Arriving after Lady Sings the Blues, Touch Me in the Morning trades easily on Diana Ross’ status as a superstar.
Grandiose and slick without being cloying, soft and seductive while retaining soul, the album veers away from R&B toward adult contemporary, a sound fitting a cross-platform, cross-genre star such as Ross, and the telling thing about Touch Me in the Morning is that for as soft as its surfaces are, this isn’t quite a makeout record thanks in part to the trace DNA from its origins as a concept album Diana Ross conceived for her children.
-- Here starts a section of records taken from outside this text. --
mod registry;
mod types;

pub use registry::ProviderRegistry;
pub use types::{AuthError, AuthResult, Credentials, Passphrase, ProviderSummary, DEFAULT_USERNAME};

/// Source of fetch credentials (key file, ssh-agent, ...).
///
/// Providers are resolved once per invocation and must never prompt; any
/// interactive step belongs to the caller.
pub trait CredentialProvider: Send + Sync {
    /// Stable identifier used for lookup and logging.
    fn id(&self) -> &'static str;

    /// Human-friendly label for help output.
    fn label(&self) -> &'static str;

    /// Produce credentials usable for fetching.
    ///
    /// # Errors
    ///
    /// Implementors should report missing or unreadable key material.
    fn resolve(&self) -> AuthResult<Credentials>;
}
This record, fittingly called To the Baby, didn’t appear until Hip-O Select reissued Touch Me in the Morning as an expanded double-disc Expanded Edition in 2010, whereupon it was easy to see just how much the two albums shared: “Brown Baby” shows up as its own track, “My Baby (My Baby My Own),” while “Imagine” is part of the medley with “Save the Children.” Apart from such specifics, the overall tone is indeed similar, particularly in how the music is sentimental without being syrupy, pushing the idea of Diana as a diva who can do it all, but there is a reason why To the Baby was scrapped in favor of Touch Me in the Morning: it lacked a single as sweeping as “Touch Me in the Morning” itself, a signal that it was just slightly too inward-looking to sustain Ross’ monumental success.
Sensing that, Berry Gordy once again displayed remarkable commercial instincts, rejiggering the project just enough to turn the LP into something rich, gorgeous, and romantic, something of a slow-dance classic, something that To the Baby, no matter how sincere and interesting it was, couldn’t quite be.
[The rest of the expanded deluxe set includes several remixes and alternate takes, plus the OK unreleased Smokey Robinson-written “Kewpie Doll,” to round out the two discs.].